**Jornalista da BBC, Mohamed Shalaby, Denuncia Censura Após Críticas à Cobertura de Gaza**
Mohamed Shalaby, um jornalista da BBC que atuou como colaborador por sete anos, compartilhou sua experiência de censura e exclusão após questionar a cobertura da emissora sobre a morte do jornalista Anas Al-Sharif em Gaza. Shalaby estava inserido no projeto BBC Verify, uma iniciativa de verificação de fatos que lidava com imagens impactantes do conflito na região.
No dia 10 de agosto de 2025, após a morte de Al-Sharif em um ataque israelense, Shalaby, que havia começado a organizar entrevistas relacionadas ao caso, ficou preocupado com a precisão do relato da BBC sobre o histórico do jornalista. A corresponsal da BBC, Jon Donnison, afirmou que Al-Sharif trabalhava para uma equipe de comunicação do Hamas, uma alegação que circulou amplamente, mas que não foi confirmada.

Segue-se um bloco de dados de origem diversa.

/// BACnet object type identifiers as assigned by ASHRAE 135.
///
/// Known standard types are represented as named variants; proprietary
/// vendor-specific types use the [`Proprietary`](Self::Proprietary) variant.
#[derive(Debug, Clone, Copy, PartialEq, Eq)]
#[cfg_attr(feature = "serde", derive(serde::Serialize, serde::Deserialize))]
pub enum ObjectType {
    AnalogInput,
    AnalogOutput,
    AnalogValue,
    BinaryInput,
    BinaryOutput,
    BinaryValue,
    Calendar,
    Command,
    Device,
    EventEnrollment,
    File,
    Group,
    Loop,
    MultiStateInput,
    MultiStateOutput,
    NotificationClass,
    Program,
    Schedule,
    Averaging,
    MultiStateValue,
    TrendLog,
    LifeSafetyPoint,
    LifeSafetyZone,
    Accumulator,
    PulseConverter,
    EventLog,
    GlobalGroup,
    TrendLogMultiple,
    StructuredView,
    AccessDoor,
    NetworkSecurity,
    NetworkPort,
    Proprietary(u16),
}

impl ObjectType {
    /// Converts this object type to its numeric BACnet identifier.
    pub const fn to_u16(self) -> u16 {
        match self {
            Self::AnalogInput => 0,
            Self::AnalogOutput => 1,
            Self::AnalogValue => 2,
            Self::BinaryInput => 3,
            Self::BinaryOutput => 4,
            Self::BinaryValue => 5,
            Self::Calendar => 6,
            Self::Command => 7,
            Self::Device => 8,
            Self::EventEnrollment => 9,
            Self::File => 10,
            Self::Group => 11,
            Self::Loop => 12,
            Self::MultiStateInput => 13,
            Self::MultiStateOutput => 14,
            Self::NotificationClass => 15,
            Self::Program => 16,
            Self::Schedule => 17,
            Self::Averaging => 18,
            Self::MultiStateValue => 19,
            Self::TrendLog => 20,
            Self::LifeSafetyPoint => 21,
            Self::LifeSafetyZone => 22,
            Self::Accumulator => 23,
            Self::PulseConverter => 24,
            Self::EventLog => 25,
            Self::GlobalGroup => 26,
            Self::TrendLogMultiple => 27,
            Self::StructuredView => 29,
            Self::AccessDoor => 30,
            Self::NetworkSecurity => 38,
            Self::NetworkPort => 56,
            Self::Proprietary(v) => v,
        }
    }

    /// Creates an `ObjectType` from its numeric BACnet identifier.
    ///
    /// Values without a known standard mapping become [`Proprietary`](Self::Proprietary).
    pub const fn from_u16(value: u16) -> Self {
        match value {
            0 => Self::AnalogInput,
            1 => Self::AnalogOutput,
            2 => Self::AnalogValue,
            3 => Self::BinaryInput,
            4 => Self::BinaryOutput,
            5 => Self::BinaryValue,
            6 => Self::Calendar,
            7 => Self::Command,
            8 => Self::Device,
            9 => Self::EventEnrollment,
            10 => Self::File,
            11 => Self::Group,
            12 => Self::Loop,
            13 => Self::MultiStateInput,
            14 => Self::MultiStateOutput,
            15 => Self::NotificationClass,
            16 => Self::Program,
            17 => Self::Schedule,
            18 => Self::Averaging,
            19 => Self::MultiStateValue,
            20 => Self::TrendLog,
            21 => Self::LifeSafetyPoint,
            22 => Self::LifeSafetyZone,
            23 => Self::Accumulator,
            24 => Self::PulseConverter,
            25 => Self::EventLog,
            26 => Self::GlobalGroup,
            27 => Self::TrendLogMultiple,
            29 => Self::StructuredView,
            30 => Self::AccessDoor,
            38 => Self::NetworkSecurity,
            56 => Self::NetworkPort,
            v => Self::Proprietary(v),
        }
    }
}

**Preocupações com a Veracidade**
Shalaby levantou dúvidas sobre a declaração, argumentando que não havia fontes claras que sustentassem a afirmação sobre a ligação de Al-Sharif com o Hamas. A morte do jornalista neutralizado foi condenada por várias organizações internacionais, incluindo o Escritório da ONU para os Direitos Humanos e a Associação de Repórteres Sem Fronteiras. A resposta da equipe da BBC a Shalaby foi indiferente, levando-o a apresentar uma reclamação formal. Mesmo assim, suas mensagens receberam pouca atenção, e ele foi alertado sobre os riscos de possíveis retaliações.
Frustrado com a falta de resposta da empresa, Shalaby se manifestou nas redes sociais, afirmando que as declarações sobre Al-Sharif não estavam alinhadas com os padrões editoriais de verificação. Ele também repostou críticas sobre a cobertura ocidental em relação aos jornalistas palestinos, um ato que o levou a sofrer represálias.
**Consequências e Suspensão**
Após sua postagem no Instagram, Shalaby rapidamente recebeu notícias de seus superiores da BBC. Porém, seu principal problema parecia não ser o conteúdo da reclamação, mas sim sua presença nas redes sociais. Ao recusar comparecer a uma reunião com representantes de recursos humanos, Shalaby foi suspenso e informado de que não poderia nem mesmo pisar nas instalações da emissora. Essa postura deixou um sabor amargo, já que ele dedicou anos de sua carreira à BBC, que considerava uma instituição de serviço público respeitável.
**Reflexão Sobre a Cultura da BBC**
Shalaby expressou ser respeitoso com a BBC, mas criticou a cultura interna que ele acredita favorecer a complacência em relação a questões relacionadas a Gaza. Ele afirma que a cobertura da morte de Al-Sharif prejudicou sua reputação e agravou a segurança de outros jornalistas na área. Aliás, ele confessa sentir que se tornou “institucionalizado” dentro da cultura da BBC, onde, apesar de suas explorações em outros tópicos relacionados ao sofrimento na Gaza, hesitava em contestar as diretrizes editoriais, não querendo ser visto como um obstáculo.
**Desafio Editorial**
O diretor-geral da BBC, Tim Davie, descreveu a crise em Gaza como o maior desafio editorial que a emissora já enfrentou, indicando divisões internas sobre a credibilidade da cobertura. Enquanto alguns apontam que a cobertura é tendenciosa contra Israel, outros dizem que a BBC censura relatos palestinos cruciais. Shalaby continuou a usar sua voz, destacando a necessidade de defender aqueles que perderam a vida na busca pela verdade, reforçando seu compromisso com uma narrativa justa em torno dos eventos em Gaza.